The technical brilliance and stagecraft of I Have No Enemies are achieved in the dizzying combinations of its elements. Any concept of the ‘fourth wall’ comes and goes at will, or as needed. The transitions are dizzying – but such is the quality of the performances, we are rarely lost. The cast segues (although ‘segue’ is probably too soft a word here given the cracking pace) from depicting four characters – hackers - searching for ‘Phil’, to four actors (supposedly ‘real’ people) constructing a theatre show about hacking and the search for ‘Phil’, to a sort of slide show cum lecture on the history of the Internet from its very inception up to the present, including side references to certain prescient 1990s movies that warned of the traps and dangers of a future of electronic surveillance. (The movies were just sci-fi movies; we weren’t warned.) Rachel Pengilly also provides the design for the hackers’ lair: a cyberpunk cave of dusty desks, screens, filing cabinets (only for clothing and food), wires and cables. The look is just right.
The switches in and out of the show’s ‘characters’ and the ironic history lecture are very funny, but they’re also employed to jerk us out of any real belief in what’s happening on stage – and to remind us of the rather terrifying real world. When one actor questions the search for Phil, he is immediately chastised for trying to destroy ‘the whole premise of this show!’ And the show rolls on.
The hacking and Internet elements are illustrated and enhanced by Chloe Brett and Brad Moss (of SilverSun Pictures) evocative projections taking us right back to the crude, rather amateurish beginnings and bringing us, with increasing dread, up to the slick, all-too-pervasive now.
For all its innovation and intelligence, however, I Have No Enemies as a ‘group devised’ piece falls into a familiar trap: it just goes on too long. To my great disappointment – because everything had been so risky, clever and enjoyable, Act II actually starts to drag and what is clever becomes too clever by half. The element of a computer game, Tortoise Run, obsessively and expertly played by Rachel feels – to me – neither here nor there. Is it to make the point of how easily we can be distracted by a silly game from the fact that merely playing it gives us away?
Although the frenetic, hectic pace probably means the cast needs a break, we don’t - and having an interval feels like an ill-judged decision. Narrative drive loses momentum and then Act II finds the show rather searching for an ending, edging toward desperate with a thriller movie type sequence – a break in at a top-secret facility – with some choreography or mime that doesn’t quite fit with the rest. Nevertheless, even if we get just a little weary and impatient, these flaws are minor compared to the originality of the whole.

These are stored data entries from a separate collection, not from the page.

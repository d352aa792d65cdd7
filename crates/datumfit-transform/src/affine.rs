//! Six-parameter (affine) plane transformation and its least-squares
//! estimation from ground control point pairs.
//!
//! The model maps source plane coordinates `(y, x)` onto target plane
//! coordinates:
//!
//! ```text
//! Y' = a*y + b*x + c
//! X' = d*y + e*x + f
//! ```
//!
//! Each control point pair contributes two observation equations, the
//! parameters come out of the normal equations `(A^T A)^-1 A^T L`, and
//! the adjustment reports per-point residuals together with the
//! a-posteriori standard deviation of unit weight `m0`. Normal equations
//! are numerically adequate at terrestrial coordinate scales; an
//! orthogonal decomposition (QR or SVD) is the upgrade path for badly
//! conditioned systems.

use serde::{Deserialize, Serialize};
use thiserror::Error;

use datumfit_linalg::matrix::{Mat, MatError};

use crate::point::PlanePoint;

/// Number of parameters in the affine model.
const NUM_PARAMS: usize = 6;

/// Minimum number of control point pairs for a fit.
///
/// Four pairs give eight observation equations for six parameters, the
/// smallest system with the redundancy the `m0` estimate needs.
pub const MIN_CORRESPONDENCES: usize = 4;

/// Error types for the affine estimator.
#[derive(Debug, Error)]
pub enum AffineFitError {
    /// Source and target lists have different lengths.
    #[error("mismatched correspondence lists: {left_name} ({left_len}) != {right_name} ({right_len})")]
    MismatchedLengths {
        /// Label for the left-hand slice.
        left_name: &'static str,
        /// Length of the left-hand slice.
        left_len: usize,
        /// Label for the right-hand slice.
        right_name: &'static str,
        /// Length of the right-hand slice.
        right_len: usize,
    },

    /// Too few control point pairs for a redundant least-squares fit.
    #[error("affine fit requires at least {required} control point pairs, got {actual}")]
    InsufficientCorrespondences {
        /// Minimum number of pairs required.
        required: usize,
        /// Actual number of pairs provided.
        actual: usize,
    },

    /// An underlying matrix operation failed, typically a singular normal
    /// matrix from coincident or collinear source points.
    #[error("linear algebra error: {0}")]
    Linalg(#[from] MatError),
}

/// Parameters of a 2D affine transformation between two plane systems.
///
/// `a`, `b`, `d` and `e` carry scale and rotation, `c` and `f` the
/// translation. For transformations close to identity, `a` and `e` stay
/// near one while `b` and `d` stay near zero.
#[derive(Debug, Clone, Copy, PartialEq, Serialize, Deserialize)]
pub struct AffineParams {
    /// Coefficient of the source easting in the easting equation.
    pub a: f64,
    /// Coefficient of the source northing in the easting equation.
    pub b: f64,
    /// Easting translation in meters.
    pub c: f64,
    /// Coefficient of the source easting in the northing equation.
    pub d: f64,
    /// Coefficient of the source northing in the northing equation.
    pub e: f64,
    /// Northing translation in meters.
    pub f: f64,
}

impl AffineParams {
    /// The identity transformation.
    pub const IDENTITY: Self = Self {
        a: 1.0,
        b: 0.0,
        c: 0.0,
        d: 0.0,
        e: 1.0,
        f: 0.0,
    };

    /// Applies the transformation to an `(easting, northing)` pair.
    pub fn apply(&self, y: f64, x: f64) -> (f64, f64) {
        (
            self.a * y + self.b * x + self.c,
            self.d * y + self.e * x + self.f,
        )
    }

    /// Applies the transformation to a point, keeping its identifier.
    pub fn apply_point(&self, point: &PlanePoint) -> PlanePoint {
        let (y, x) = self.apply(point.y, point.x);
        PlanePoint {
            id: point.id.clone(),
            y,
            x,
        }
    }
}

/// Result of a least-squares affine fit.
#[derive(Debug, Clone, Serialize, Deserialize)]
pub struct AffineFitResult {
    /// Estimated transformation parameters.
    pub params: AffineParams,
    /// Per-point residuals `[vy, vx]` in meters, computed minus observed,
    /// in input order.
    pub residuals: Vec<[f64; 2]>,
    /// A-posteriori standard deviation of unit weight in meters.
    pub m0: f64,
}

impl AffineFitResult {
    /// Whether `m0` stays below the given tolerance in meters.
    pub fn is_within(&self, tolerance_m: f64) -> bool {
        self.m0 < tolerance_m
    }
}

/// Estimates the affine transformation mapping `source` onto `target` by
/// least squares.
///
/// Control points pair by position: `source[i]` corresponds to
/// `target[i]`. Point identifiers play no role in the adjustment.
///
/// # Arguments
///
/// * `source` - Points in the source plane system.
/// * `target` - Corresponding points in the target plane system.
///
/// # Returns
///
/// The fitted parameters together with per-point residuals and the
/// a-posteriori standard deviation of unit weight.
///
/// # Errors
///
/// Fails when the slices differ in length, when fewer than
/// [`MIN_CORRESPONDENCES`] pairs are given, or when the source geometry
/// is degenerate (coincident or collinear points) and the normal matrix
/// is singular. A failed fit produces no partial output.
pub fn fit_affine(
    source: &[PlanePoint],
    target: &[PlanePoint],
) -> Result<AffineFitResult, AffineFitError> {
    if source.len() != target.len() {
        return Err(AffineFitError::MismatchedLengths {
            left_name: "source",
            left_len: source.len(),
            right_name: "target",
            right_len: target.len(),
        });
    }
    let num_points = source.len();
    if num_points < MIN_CORRESPONDENCES {
        return Err(AffineFitError::InsufficientCorrespondences {
            required: MIN_CORRESPONDENCES,
            actual: num_points,
        });
    }

    // build the design matrix and observation vector, two rows per point:
    //   [y x 1 0 0 0] -> Y'
    //   [0 0 0 y x 1] -> X'
    let mut mat_a = Mat::zeros(2 * num_points, NUM_PARAMS)?;
    let mut vec_l = Mat::zeros(2 * num_points, 1)?;
    for (i, (src, dst)) in source.iter().zip(target.iter()).enumerate() {
        mat_a[(2 * i, 0)] = src.y;
        mat_a[(2 * i, 1)] = src.x;
        mat_a[(2 * i, 2)] = 1.0;
        mat_a[(2 * i + 1, 3)] = src.y;
        mat_a[(2 * i + 1, 4)] = src.x;
        mat_a[(2 * i + 1, 5)] = 1.0;
        vec_l[(2 * i, 0)] = dst.y;
        vec_l[(2 * i + 1, 0)] = dst.x;
    }

    // normal equations: params = ((A^T A)^-1 A^T) L, with the
    // pseudo-inverse formed before anything touches L; folding A^T into
    // L ahead of the inverse costs meters of accuracy at raw
    // plane-coordinate magnitudes
    let mat_at = mat_a.transpose();
    let mat_ata = mat_at.matmul(&mat_a)?;
    let vec_params = mat_ata.inverse()?.matmul(&mat_at)?.matmul(&vec_l)?;

    let params = AffineParams {
        a: vec_params[(0, 0)],
        b: vec_params[(1, 0)],
        c: vec_params[(2, 0)],
        d: vec_params[(3, 0)],
        e: vec_params[(4, 0)],
        f: vec_params[(5, 0)],
    };

    // residuals as computed minus observed, then the a-posteriori
    // standard deviation of unit weight over 2N - 6 degrees of freedom
    let mut residuals = Vec::with_capacity(num_points);
    let mut vtv = 0.0;
    for (src, dst) in source.iter().zip(target.iter()) {
        let (calc_y, calc_x) = params.apply(src.y, src.x);
        let vy = calc_y - dst.y;
        let vx = calc_x - dst.x;
        vtv += vy * vy + vx * vx;
        residuals.push([vy, vx]);
    }
    let dof = (2 * num_points - NUM_PARAMS) as f64;
    let m0 = (vtv / dof).sqrt();

    log::debug!(
        "affine fit over {} pairs: a={} b={} c={} d={} e={} f={}, m0={:.6} m",
        num_points,
        params.a,
        params.b,
        params.c,
        params.d,
        params.e,
        params.f,
        m0
    );

    Ok(AffineFitResult {
        params,
        residuals,
        m0,
    })
}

Overall, I Have No Enemies is superbly conceived and performed. The multi-tasking cast are uniformly excellent – each sharply defined - with Christopher Samuel Carroll a driving, menacing, obsessive force both as the hacker leader and the authoritarian devisor of a theatre show about hacking and surveillance.
Bare Witness Theatre Company is from Canberra. I’m grateful that Theatre Works found a slot for them, and I hope we’ll see more of them.